A cottage industry has sprung up around recycling - much more than a few homeless people claiming trash can territory. There is a fairly organized, independant recycling collection service going on. It's common that I take out our trash in the morning and by mid-day, someone has come into the stairwell to take out all recyclables (including cardboard).

Maybe I've been paying too much attention to environmental stuff lately because of Veronica's program, or because of how filthy the air is here, but these little things make me happy.

10: Witnessing History:
There is so much happening in China right now. Whether it is Shanghai hosting the first Pride Parade in China (this weekend), or the construction of the Three Gorges Dam (Veronica got to go!), there is always something happening.

three gorges dam

Construction and development are growing at such a rapid clip, its overwhelming. I've stopped walking to count construction cranes within sight and the most I've seen has been 21. Its normal to see a dozen. I've heard that something like 75% of construction cranes in the world are here.

11: My Building Complex Has 11,000 Residents:
When my parents were here, I was showing them the huge variety of commercial establishments in the vicinity of our apartment. We decided to figure out how many people lived in the area. Wikipedia says that Beijing has roughly 7,000 inhabitants per square Km, but our complex is more densly populated than that.

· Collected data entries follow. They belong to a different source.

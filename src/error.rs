//! Error types shared across the engine.
//!
//! Only failures a caller can act on are errors. Degraded quiz questions and
//! corrupt persisted state are recovered where they happen and reported
//! through `tracing` instead.

use crate::curriculum::{ItemId, TierId};
use crate::progression::OutcomeSummary;
use thiserror::Error;

/// A tier id outside the curriculum's closed tier set.
#[derive(Debug, Clone, PartialEq, Eq, Error)]
#[error("unknown tier `{0}`")]
pub struct UnknownTier(pub TierId);

/// Failures while loading a curriculum catalog.
#[derive(Debug, Error)]
pub enum CurriculumError {
    #[error("failed to read catalog: {0}")]
    Io(#[from] std::io::Error),

    #[error("catalog is not valid JSON: {0}")]
    Parse(#[from] serde_json::Error),

    #[error("duplicate item id {0}")]
    DuplicateItem(ItemId),

    #[error("catalog contains no items")]
    Empty,
}

/// Failures while persisting learner state.
#[derive(Debug, Error)]
pub enum StoreError {
    #[error("learner state I/O failed: {0}")]
    Io(#[from] std::io::Error),

    #[error("failed to serialize learner state: {0}")]
    Serialize(#[from] serde_json::Error),

    #[error("learner database error: {0}")]
    Sqlite(#[from] rusqlite::Error),
}

/// Failures while recording a completed quiz.
#[derive(Debug, Error)]
pub enum RecordError {
    #[error(transparent)]
    UnknownTier(#[from] UnknownTier),

    /// The stored state could not be read, so nothing was recorded.
    #[error("failed to load learner state: {0}")]
    Load(#[source] StoreError),

    /// The outcome was computed but could not be saved. The summary is kept so
    /// the results can still be shown and the save retried.
    #[error("quiz outcome computed but not saved: {source}")]
    Persist {
        summary: Box<OutcomeSummary>,
        #[source]
        source: StoreError,
    },
}

impl RecordError {
    /// The computed summary, if the failure happened after the state transition.
    pub fn summary(&self) -> Option<&OutcomeSummary> {
        match self {
            RecordError::Persist { summary, .. } => Some(summary),
            RecordError::UnknownTier(_) | RecordError::Load(_) => None,
        }
    }

    pub fn into_summary(self) -> Option<OutcomeSummary> {
        match self {
            RecordError::Persist { summary, .. } => Some(*summary),
            RecordError::UnknownTier(_) | RecordError::Load(_) => None,
        }
    }
}
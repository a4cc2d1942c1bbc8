use crate::curriculum::TierId;
use crate::mastery::LearnerState;
use crate::util::percentage;
use chrono::{DateTime, Local};
use serde::Serialize;

/// How a quiz went, for the results screen
#[derive(Debug, Clone, Copy, PartialEq, Eq, Serialize)]
pub struct QuizScore {
    pub correct: usize,
    pub total: usize,
}

impl QuizScore {
    pub fn new(correct: usize, total: usize) -> Self {
        Self { correct, total }
    }

    pub fn percentage(&self) -> u32 {
        percentage(self.correct, self.total)
    }

    pub fn is_perfect(&self) -> bool {
        self.total > 0 && self.correct >= self.total
    }

    pub fn band(&self) -> ScoreBand {
        ScoreBand::for_percentage(self.percentage())
    }
}

#[derive(Debug, Clone, Copy, PartialEq, Eq, Serialize, strum_macros::Display)]
pub enum ScoreBand {
    #[strum(to_string = "Excellent!")]
    Excellent,
    #[strum(to_string = "Great job!")]
    Great,
    #[strum(to_string = "Not bad!")]
    Fair,
    #[strum(to_string = "Keep practicing!")]
    KeepPracticing,
}

impl ScoreBand {
    pub fn for_percentage(pct: u32) -> Self {
        match pct {
            90.. => ScoreBand::Excellent,
            70..=89 => ScoreBand::Great,
            50..=69 => ScoreBand::Fair,
            _ => ScoreBand::KeepPracticing,
        }
    }
}

/// Everything a recorded quiz changed.
#[derive(Debug, Clone, PartialEq, Serialize)]
pub struct OutcomeSummary {
    /// Learner state after the quiz.
    pub state: LearnerState,
    pub tier: TierId,
    pub gained_xp: u64,
    /// Tiers opened by this quiz, in ladder order.
    pub newly_unlocked: Vec<TierId>,
    pub newly_mastered: usize,
    pub score: QuizScore,
    pub completed_at: DateTime<Local>,
}
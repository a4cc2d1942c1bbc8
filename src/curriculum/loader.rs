use super::core::{Curriculum, Item, ItemId, TierDef, TierId, JOYO_TIERS, PLACEHOLDER_MEANING};
use crate::error::CurriculumError;
use include_dir::{include_dir, Dir};
use serde::Deserialize;
use std::collections::HashSet;
use std::path::Path;

static DATA_DIR: Dir = include_dir!("$CARGO_MANIFEST_DIR/src/curriculum/data");

const EMBEDDED_CATALOG: &str = "joyo.json";

/// Grades show up both as strings ("1", "S") and as bare numbers.
#[derive(Deserialize, Clone, Debug)]
#[serde(untagged)]
enum GradeValue {
    Number(u64),
    Text(String),
}

impl GradeValue {
    fn into_string(self) -> String {
        match self {
            GradeValue::Number(n) => n.to_string(),
            GradeValue::Text(s) => s.trim().to_string(),
        }
    }
}

/// One entry of the catalog feed, as loosely shaped as the source data.
#[derive(Deserialize, Clone, Debug, Default)]
#[serde(rename_all = "camelCase")]
struct CatalogRecord {
    id: Option<u32>,
    #[serde(alias = "kanji")]
    glyph: Option<String>,
    #[serde(alias = "grade")]
    tier: Option<GradeValue>,
    meaning: Option<String>,
    #[serde(default)]
    meanings: Vec<String>,
    strokes: Option<u32>,
    radical: Option<String>,
    #[serde(alias = "old")]
    old_form: Option<String>,
    year_added: Option<u32>,
    #[serde(default)]
    readings_on: Vec<String>,
    #[serde(default)]
    readings_kun: Vec<String>,
}

impl Curriculum {
    /// The Joyo sample catalog compiled into the crate.
    pub fn embedded() -> Result<Self, CurriculumError> {
        let file = DATA_DIR.get_file(EMBEDDED_CATALOG).ok_or_else(|| {
            std::io::Error::new(
                std::io::ErrorKind::NotFound,
                format!("embedded catalog {EMBEDDED_CATALOG} missing"),
            )
        })?;
        let contents = file.contents_utf8().ok_or_else(|| {
            std::io::Error::new(
                std::io::ErrorKind::InvalidData,
                "embedded catalog is not UTF-8",
            )
        })?;
        Self::from_json_str(contents)
    }

    pub fn from_path<P: AsRef<Path>>(path: P) -> Result<Self, CurriculumError> {
        let contents = std::fs::read_to_string(path)?;
        Self::from_json_str(&contents)
    }

    /// Parse a JSON array of catalog records against the Joyo tier ladder.
    pub fn from_json_str(json: &str) -> Result<Self, CurriculumError> {
        Self::from_json_str_with_tiers(json, JOYO_TIERS)
    }

    pub fn from_json_str_with_tiers(
        json: &str,
        defs: &[TierDef],
    ) -> Result<Self, CurriculumError> {
        let records: Vec<CatalogRecord> = serde_json::from_str(json)?;
        Self::from_records(records, defs)
    }

    fn from_records(
        records: Vec<CatalogRecord>,
        defs: &[TierDef],
    ) -> Result<Self, CurriculumError> {
        let Some(terminal) = defs.last() else {
            return Err(CurriculumError::Empty);
        };
        let known: HashSet<&str> = defs.iter().map(|d| d.id).collect();

        let mut seen = HashSet::with_capacity(records.len());
        let mut items = Vec::with_capacity(records.len());

        for (idx, record) in records.into_iter().enumerate() {
            let Some(id) = record_id(record.id, idx) else {
                tracing::warn!("skipping catalog record #{idx}: no id and no room for one");
                continue;
            };

            let Some(glyph) = record
                .glyph
                .map(|g| g.trim().to_string())
                .filter(|g| !g.is_empty())
            else {
                tracing::warn!("skipping catalog record {id}: no glyph");
                continue;
            };
            if !seen.insert(id) {
                return Err(CurriculumError::DuplicateItem(id));
            }

            let tier = match record.tier.map(GradeValue::into_string) {
                Some(t) if known.contains(t.as_str()) => TierId::new(t),
                Some(t) if !t.is_empty() => {
                    tracing::warn!(
                        "item {id} has unknown grade `{t}`, filing under {}",
                        terminal.id
                    );
                    TierId::from(terminal.id)
                }
                _ => TierId::from(terminal.id),
            };

            items.push(Item {
                id,
                glyph,
                tier,
                meaning: normalize_meaning(record.meaning.as_deref(), &record.meanings),
                meanings: record.meanings,
                strokes: record.strokes,
                radical: record.radical,
                old_form: record.old_form,
                year_added: record.year_added,
                readings_on: record.readings_on,
                readings_kun: record.readings_kun,
            });
        }

        if items.is_empty() {
            return Err(CurriculumError::Empty);
        }
        Ok(Curriculum::from_parts(defs, items))
    }
}

/// Explicit id, else the record's 1-based position when it fits in a `u32`.
fn record_id(explicit: Option<u32>, idx: usize) -> Option<ItemId> {
    explicit
        .or_else(|| idx.checked_add(1).and_then(|n| u32::try_from(n).ok()))
        .map(ItemId)
}

/// Blank meanings fall back to the first listed alternative, then the placeholder.
fn normalize_meaning(meaning: Option<&str>, alternatives: &[String]) -> String {
    meaning
        .map(str::trim)
        .filter(|m| !m.is_empty())
        .or_else(|| {
            alternatives
                .iter()
                .map(|m| m.trim())
                .find(|m| !m.is_empty())
        })
        .unwrap_or(PLACEHOLDER_MEANING)
        .to_string()
}
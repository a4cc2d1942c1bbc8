//! Pure progression logic: no I/O, no hidden state.
//!
//! `record_outcome` is the only state transition. It takes the learner state
//! before a quiz and returns the state after it, alongside what changed.

use super::summary::{OutcomeSummary, QuizScore};
use crate::config::{EngineConfig, UnlockThreshold};
use crate::curriculum::{Curriculum, ItemId, TierId};
use crate::error::UnknownTier;
use crate::mastery::{LearnerState, MasteryRecord};
use crate::util::percentage;
use chrono::{DateTime, Local};
use itertools::Itertools;
use serde::Serialize;

/// A finished quiz as reported by the presentation layer.
#[derive(Debug, Clone, PartialEq, Eq)]
pub struct QuizOutcome {
    pub tier: TierId,
    pub correct_item_ids: Vec<ItemId>,
    /// Questions asked; `None` when the caller only tracked correct answers.
    pub question_count: Option<usize>,
}

impl QuizOutcome {
    pub fn new(tier: TierId, correct_item_ids: Vec<ItemId>) -> Self {
        Self {
            tier,
            correct_item_ids,
            question_count: None,
        }
    }

    pub fn with_question_count(mut self, count: usize) -> Self {
        self.question_count = Some(count);
        self
    }
}

/// Point-in-time view of one tier, for display.
#[derive(Debug, Clone, PartialEq, Eq, Serialize)]
pub struct TierProgress {
    pub tier: TierId,
    pub label: String,
    pub mastered_count: usize,
    pub total_items: usize,
    /// Items a quiz can ask; placeholder meanings are left out.
    pub quizzable_items: usize,
    pub sessions_played: u32,
    pub unlock: UnlockThreshold,
    pub unlocked: bool,
    /// This tier's requirement for opening the next one is satisfied.
    pub threshold_met: bool,
    /// Fill level of the tier's progress bar, 0..=100.
    pub percent: u32,
}

/// XP for `correct` answers on a tier at `rank`.
///
/// Grows with both the number of correct answers and the tier rank.
pub fn quiz_xp(config: &EngineConfig, correct: usize, rank: usize, perfect: bool) -> u64 {
    let per_answer = config.xp_per_correct as u64 + rank as u64 * config.xp_tier_bonus as u64;
    let bonus = if perfect && correct > 0 {
        config.perfect_quiz_bonus as u64
    } else {
        0
    };
    correct as u64 * per_answer + bonus
}

/// Requirement on `tier` for the next tier to open.
///
/// Comes from `config`, with the item goal capped at the number of quizzable
/// items so that every tier stays passable.
pub fn unlock_threshold(
    config: &EngineConfig,
    curriculum: &Curriculum,
    tier: &TierId,
) -> Result<UnlockThreshold, UnknownTier> {
    let quizzable = curriculum.usable_count(tier)?;
    Ok(config.unlock_threshold_for(tier).clamped_to(quizzable))
}

/// Apply a finished quiz to `state`.
///
/// Sessions and correct counts are bumped first; unlocks are then evaluated
/// once against the tiers that were already open when the quiz was played,
/// so a single quiz opens at most the tier right after each of them.
pub fn record_outcome(
    state: &LearnerState,
    outcome: &QuizOutcome,
    curriculum: &Curriculum,
    config: &EngineConfig,
    now: DateTime<Local>,
) -> Result<OutcomeSummary, UnknownTier> {
    let played = curriculum.tier(&outcome.tier)?;
    let mut next = state.clone();

    let sessions = next.sessions_by_tier.entry(played.id.clone()).or_insert(0);
    *sessions = sessions.saturating_add(1);

    let mut correct = 0usize;
    let mut newly_mastered = 0usize;
    for &item_id in outcome.correct_item_ids.iter().unique() {
        if curriculum.item(item_id).is_none() {
            tracing::warn!("ignoring unknown item {item_id} in quiz outcome");
            continue;
        }
        correct += 1;

        let record = next
            .mastery_by_item
            .entry(item_id)
            .or_insert_with(|| MasteryRecord::new(item_id));
        record.correct_count = record.correct_count.saturating_add(1);
        if record.mastered_at.is_none() && record.correct_count >= config.mastery_threshold {
            record.mastered_at = Some(now);
            newly_mastered += 1;
            tracing::debug!(
                "item {item_id} mastered after {} correct answers",
                record.correct_count
            );
        }
    }

    let score = QuizScore::new(correct, outcome.question_count.unwrap_or(correct).max(correct));
    let perfect = outcome.question_count.is_some() && score.is_perfect();
    let gained_xp = quiz_xp(config, correct, played.rank, perfect);

    let newly_unlocked = evaluate_unlocks(state, &mut next, curriculum, config);

    if let Some(highest) = newly_unlocked.last() {
        next.current_tier = highest.clone();
    } else if next.is_unlocked(&played.id) {
        next.current_tier = played.id.clone();
    }

    next.stats.mark_active(now.date_naive());
    next.stats.total_xp = next.stats.total_xp.saturating_add(gained_xp);
    next.stats.quizzes_completed = next.stats.quizzes_completed.saturating_add(1);

    Ok(OutcomeSummary {
        state: next,
        tier: played.id.clone(),
        gained_xp,
        newly_unlocked,
        newly_mastered,
        score,
        completed_at: now,
    })
}

/// Open every tier whose predecessor was open before the quiz and now meets
/// its threshold. Returns the tiers opened, in ladder order.
fn evaluate_unlocks(
    before: &LearnerState,
    next: &mut LearnerState,
    curriculum: &Curriculum,
    config: &EngineConfig,
) -> Vec<TierId> {
    let mut opened = Vec::new();
    for (gate, target) in curriculum.tiers().iter().tuple_windows() {
        if !before.is_unlocked(&gate.id) || next.is_unlocked(&target.id) {
            continue;
        }
        let mastered = curriculum
            .count_in_tier(&gate.id, |item| next.is_mastered(item))
            .unwrap_or(0);
        let sessions = next.sessions_played(&gate.id);
        let Ok(threshold) = unlock_threshold(config, curriculum, &gate.id) else {
            continue;
        };
        if threshold.is_met(mastered, sessions) && next.unlock(&target.id) {
            tracing::info!(
                "unlocked {} ({mastered} mastered, {sessions} sessions in {})",
                target.label,
                gate.label
            );
            opened.push(target.id.clone());
        }
    }
    opened
}

/// Progress of `tier` as seen from `state`. Pure read.
pub fn tier_progress(
    state: &LearnerState,
    curriculum: &Curriculum,
    config: &EngineConfig,
    tier: &TierId,
) -> Result<TierProgress, UnknownTier> {
    let meta = curriculum.tier(tier)?;
    let mastered_count = state.mastered_count(curriculum, tier)?;
    let quizzable_items = curriculum.usable_count(tier)?;
    let unlock = unlock_threshold(config, curriculum, tier)?;
    let sessions_played = state.sessions_played(tier);
    let unlocked = meta.rank == 0 || state.is_unlocked(tier);

    Ok(TierProgress {
        tier: meta.id.clone(),
        label: meta.label.clone(),
        mastered_count,
        total_items: meta.item_ids.len(),
        quizzable_items,
        sessions_played,
        unlock,
        unlocked,
        threshold_met: unlock.is_met(mastered_count, sessions_played),
        percent: percentage(mastered_count, quizzable_items).min(100),
    })
}

/// Progress of every tier, in ladder order.
pub fn overview(
    state: &LearnerState,
    curriculum: &Curriculum,
    config: &EngineConfig,
) -> Vec<TierProgress> {
    curriculum
        .tiers()
        .iter()
        .filter_map(|tier| tier_progress(state, curriculum, config, &tier.id).ok())
        .collect()
}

We live in one three-towered building in a complex that has 11 towers. By our estimates, each tower has roughly 1,000 residents - assuming 90% of units full and 3.3 residents per unit (one child and some grandparents - an average urban Chinese household). There are 11,000 people living in the square 1/4 Km that is our "compound". No wonder we have our own gym with diving facilities, supermarket, movie theatre, dry cleaner, coffee shop and three hair dressers.